Deployable Multi-Camera System for Robust Object Detection and Human Activity Understanding

Supervisors: Julien Nembrini, Yong-Joon Thoo

Student: TBD

Project status: Open

Year: 2025

Object detection and human pose estimation in indoor environments are central to a wide range of applications — from assistive technologies for people with disabilities (e.g., blind and low-vision individuals, wheelchair users) to occupant behavior monitoring in smart buildings. Within these research contexts, we are developing a ROS-based detection and visualization pipeline using YOLO and RealSense, capable of detecting and localizing objects using depth data and computer vision models. However, the current setup relies on a single camera, which limits spatial coverage (due to occlusions and field of view) and reduces robustness in challenging lighting or positioning conditions.

The goal of this project is to extend this system into a multi-camera setup that can detect objects and estimate human poses more reliably across a shared space. This includes:

Camera coordination: Align the referentials of multiple RealSense cameras using visual markers (e.g., a cube with ArUco markers).
Cross-view fusion: Detect objects and human poses independently from each view and fuse them into a single, unified scene representation.
Evaluation: Compare detection coverage and pose accuracy in single-camera vs. multi-camera configurations.

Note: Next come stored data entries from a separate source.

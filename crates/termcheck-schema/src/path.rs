//! # Dotted Paths
//!
//! Location of a field inside nested input, rendered as `a.b.c`. The root
//! path is empty; a base prefix can be supplied through `ParseOptions`.

use std::fmt;

use termcheck_core::Key;

/// A dotted path such as `listeners.http.port`.
#[derive(Debug, Clone, Default, PartialEq, Eq)]
pub struct DottedPath(String);

impl DottedPath {
    /// A path starting at `base` (may be empty).
    pub fn new(base: impl Into<String>) -> Self {
        Self(base.into())
    }

    /// Extend the path by one key.
    pub fn child(&self, key: &Key) -> Self {
        if self.0.is_empty() {
            Self(key.name().to_string())
        } else {
            Self(format!("{}.{}", self.0, key.name()))
        }
    }

    /// The rendered path.
    pub fn as_str(&self) -> &str {
        &self.0
    }
}

impl fmt::Display for DottedPath {
    fn fmt(&self, f: &mut fmt::Formatter<'_>) -> fmt::Result {
        f.write_str(&self.0)
    }
}
//! # termcheck-config — Configuration Loading & Storage
//!
//! Connects validated configuration to the rest of an application:
//!
//! - [`store`]: [`ConfigStore`], a concurrent `(owner, scope, key)` value
//!   store with per-key atomic increment.
//! - [`loader`]: [`load_file`] / [`load_str`], which decode YAML or JSON,
//!   validate against a [`Schema`](termcheck_schema::Schema), and publish
//!   the accepted top-level values into a store.
//!
//! ## Crate Policy
//!
//! - Depends on `termcheck-core` and `termcheck-schema` internally.
//! - Nothing is published from a document that failed validation.

pub mod loader;
pub mod store;

pub use loader::{decode, load_file, load_str, DecodeError, Format, LoadError, LoaderOptions};
pub use store::{ConfigStore, StoreError, StoreKey};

The student will then apply the resulting system in one of the following application areas and conduct an evaluation in the chosen context:

Assistive augmented reality (AR) for blind and low-vision (BLV) users:

Use the system to provide spatialized object information to users through an AR headset. The RealSense cameras are aligned with the AR headset’s coordinate frame using ArUco markers, allowing visual overlays and guidance cues to appear anchored to the correct objects in the real world. The student will evaluate how multi-camera integration improves the reliability, spatial accuracy, and usability of these AR visualizations for object interaction in realistic scenarios.
Occupant behavior monitoring:

Apply the system for real-time human pose estimation across a room or open space. Evaluate the ease of deployment, improvements in pose tracking, and potential for activity recognition or behavior analysis.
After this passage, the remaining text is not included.